San Antonio Joint Bankruptcy LawyerDebt can be a serious problem for many families, especially when they encounter financial difficulties that make it difficult or impossible to pay back what is owed. When married couples struggle with debts, they may have a variety of concerns, including whether they will be able to maintain ownership of their home and how they will be able to cover their family’s ongoing expenses. For couples who are unable to fully pay back the debts they owe or who looking to prevent a home foreclosure, bankruptcy may provide much-needed relief. However, it is important to understand the options when filing for bankruptcy and the laws that apply to married spouses in these cases.

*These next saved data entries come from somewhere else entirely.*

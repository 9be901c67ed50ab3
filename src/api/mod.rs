//! HTTP and WebSocket surface.
//!
//! All routes live under `/api/`. There is no authentication: the service
//! tracks a single implicit patient.

pub mod endpoints;
pub mod error;
pub mod router;
pub mod server;
pub mod types;
pub mod websocket;

pub use router::api_router;
pub use server::{start_api_server, ApiServer, ServerError};
pub use types::ApiContext;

Filing Bankruptcy Jointly or Separately

Married couples will usually combine their finances, sharing joint bank accounts and credit cards, taking out loans in both of their names, and working together to pay bills and expenses. Because of this, it usually makes sense for a couple to file for bankruptcy together. A joint bankruptcy petition will take the income earned by both spouses into account, and all of a couple’s debts, including those they obtained together or separately, may be considered. If a couple qualifies for Chapter 7 bankruptcy, they may receive a discharge of all of their joint and separate debts. If they opt for Chapter 13 bankruptcy, both of their incomes will be used to determine the amount they will pay toward a three-to-five-year repayment plan, and this option may allow them to avoid the loss of their home or other property.

There are some situations where it may make sense for a person to file for bankruptcy separately from their spouse. This may allow a person to address their individual debts while minimizing the impact on the other spouse’s credit score and finances. This option may be used in cases where spouses have not combined their finances or where they maintain separate accounts or sole ownership of other assets. Separate bankruptcy filings may also be a good idea in cases where a couple is going through the divorce process or plans to divorce in the future.

If one spouse will be filing for bankruptcy individually, a couple will typically want to make sure their assets and debts are separated as much as possible. While bankruptcy may discharge one spouse’s obligations to repay a joint debt, a creditor may pursue repayment from the other spouse. Jointly-owned marital assets may be subject to seizure and liquidation in a Chapter 7 bankruptcy, and it will be important for couples to understand which assets will be included in the bankruptcy estate. When separating assets, couples will need to understand what types of transfers can and cannot be made. In general, a person cannot transfer assets to someone else, including their spouse, within one year before filing for bankruptcy.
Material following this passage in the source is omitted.